In Ha Hov, the three agents are named Ehud, Rachel, and Zvi. Ehud, the muscle man, is a charming hothead. Zvi, the team leader, is methodical, precise, and withdrawn. Ehud tells Rachel that Zvi lost his entire family in Auschwitz. Rachel tells Dr. Rainer (the mark) that her mother was injured during the Holocaust (in unspecified ways that made her unable to bare more children), but there is no clue if she lived or died. At one point Rachel gives in to Ehud’s seductive advances, but she ultimately marries Zvi. We never find out if Rachel has any children when she returns to Israel after the mission.

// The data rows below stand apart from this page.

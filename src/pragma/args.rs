//! Directive argument splitting.
//!
//! Directive arguments arrive as one raw string, e.g.
//! `"bin/app.wasm" in "INSTALLFOLDER" dependencySet "tools"`: an optional
//! leading quoted primary value followed by alternating bare names and quoted
//! values. A string without any quotes is all primary.

use std::collections::HashMap;

use anyhow::{Context, Result};

#[derive(Debug, Default)]
pub struct PragmaArgs {
    primary: Option<String>,
    named: HashMap<String, String>,
}

impl PragmaArgs {
    pub fn parse(raw: &str) -> Self {
        let clean = raw.trim();
        let mut named = HashMap::new();

        if !clean.contains('"') {
            return Self {
                primary: (!clean.is_empty()).then(|| clean.to_string()),
                named,
            };
        }

        let bits: Vec<&str> = clean.split('"').filter(|bit| !bit.is_empty()).collect();
        if bits.is_empty() {
            return Self {
                primary: None,
                named,
            };
        }

        let start = usize::from(clean.starts_with('"'));
        let primary = (start == 1).then(|| bits[0].to_string());

        let mut index = start;
        // names and values come in pairs; an unpaired trailing name is dropped
        while index + 1 < bits.len() {
            named.insert(bits[index].trim().to_string(), bits[index + 1].to_string());
            index += 2;
        }

        Self { primary, named }
    }

    pub fn primary(&self) -> Option<&str> {
        self.primary.as_deref()
    }

    /// The primary value; missing or blank is a hard error.
    pub fn primary_required(&self) -> Result<&str> {
        self.primary
            .as_deref()
            .filter(|value| !value.trim().is_empty())
            .context("expected primary argument, but it was missing")
    }

    pub fn get(&self, key: &str) -> Option<&str> {
        self.named.get(key).map(String::as_str)
    }

    pub fn with_default<'a>(&'a self, key: &str, default: &'a str) -> &'a str {
        self.get(key).unwrap_or(default)
    }

    /// A named value; missing is a hard error.
    pub fn required(&self, key: &str) -> Result<&str> {
        self.get(key)
            .with_context(|| format!("expected argument named \"{key}\", but it was missing"))
    }
}
//! Source document expansion.
//!
//! The surrounding build hands each source unit through this tool before
//! compiling it. Directives of the form `<?stow prefix.name args?>` are
//! replaced with generated fragments; everything else, including directives
//! this tool does not recognize, passes through byte for byte.

use tracing::debug;

use crate::pragma::{self, PragmaContext};

/// Opens a directive aimed at this tool.
pub const DIRECTIVE_OPEN: &str = "<?stow";
const DIRECTIVE_CLOSE: &str = "?>";

/// Expand every recognized directive in `source`.
pub fn expand_document(ctx: &mut PragmaContext<'_>, source: &str) -> String {
    let mut out = String::with_capacity(source.len());
    let mut rest = source;

    while let Some(start) = rest.find(DIRECTIVE_OPEN) {
        out.push_str(&rest[..start]);
        let directive_start = &rest[start..];
        let after_open = &directive_start[DIRECTIVE_OPEN.len()..];

        // `<?stowage ...` is someone else's instruction
        if !after_open.starts_with([' ', '\t', '\r', '\n']) {
            out.push_str(DIRECTIVE_OPEN);
            rest = after_open;
            continue;
        }

        let Some(close) = after_open.find(DIRECTIVE_CLOSE) else {
            // unterminated; pass the remainder through untouched
            out.push_str(directive_start);
            return out;
        };

        let body = after_open[..close].trim();
        let (name, raw_args) = body.split_once(char::is_whitespace).unwrap_or((body, ""));
        let (prefix, op) = name.split_once('.').unwrap_or(("", name));

        debug!("expanding directive {prefix}.{op}");
        if !pragma::process(ctx, prefix, op, raw_args, &mut out) {
            let full_len = DIRECTIVE_OPEN.len() + close + DIRECTIVE_CLOSE.len();
            out.push_str(&directive_start[..full_len]);
        }
        rest = &after_open[close + DIRECTIVE_CLOSE.len()..];
    }

    out.push_str(rest);
    out
}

Skip ahead 30 years or so. Rachel writes a highly-publicized memoir about the mission, then, when rumors surface about Dr. Rainer, Zvi convinces her to go to Ukraine to protect her reputation (as well as his, of course). Ehud is already in Ukraine when she arrives, but he kills himself because he’s become a drunken coward, too afraid now to confront the monster.

In The Debt, the three agents are named David, Rachel, and Stephan. Stephan, the Team Leader, is cynical and extremely ambitious. David, the Holocaust survivor, is sincere but deeply scarred. Rachel falls in love with David, but turns to Stephan for comfort when David rejects her. She gets pregnant because of the fertility shots she’s received from Dr. Bernhardt.

Once they return to Israel, Stephan wants to marry Rachel because she’s now a great national hero, so having her on his arm helps further his political ambitions. She agrees because she’s pregnant and shamed by her failure to deliver Dr. Bernhardt. David, also filled with shame, won’t step in to save her. They both feel a debt to their dead parents–and to the rest of the 6 Million–and they suffer because they are unable to pay it. Futhermore David knows that Stephan is, in fact, the father of Rachel’s child.

Skip ahead 30 years or so, and Sarah, proud daughter of Rachel and Stephan, writes a book about her parents’ historic accomplishment. Then David, who has spent his life in lonely pursuit, hears the rumor that Dr. Bernhardt is still alive. Stephan wants David to kill Dr. Bernhardt, but David is exhausted by all the lies and kills himself instead. So Stephan (who was injured in a terrorist attack and is now confined to a wheelchair) convinces Rachel that she must kill Dr. Bernhardt; Rachel must protect all the old lies not for her mother’s sake, but for Sarah and for Sarah’s son.

When she reaches Ukraine, Rachel faces her final dilemma, and when she acts at the end, she acts on behalf of her grandson. What does she owe this boy? She decides she owes him a world without lies. She decides she will no longer be complicit in the self-serving deceit of his grandfather Stephan (the duplicitous politician). In the end, Rachel decides that her primary debt–her moral obligation–is no longer to the past. Rachel decides that her primary debt–her moral obligation–is to the future.

Now Ha Hov is 97 minutess long and The Debt is 113 minutes long, so The Debt has 16 additional minutes of character development and suspense (all well used), but this is the core of it. Ha Hov is about the past; The Debt is about the future.

Ehud, Rachel, and Zvi arrive in Israel as heroes.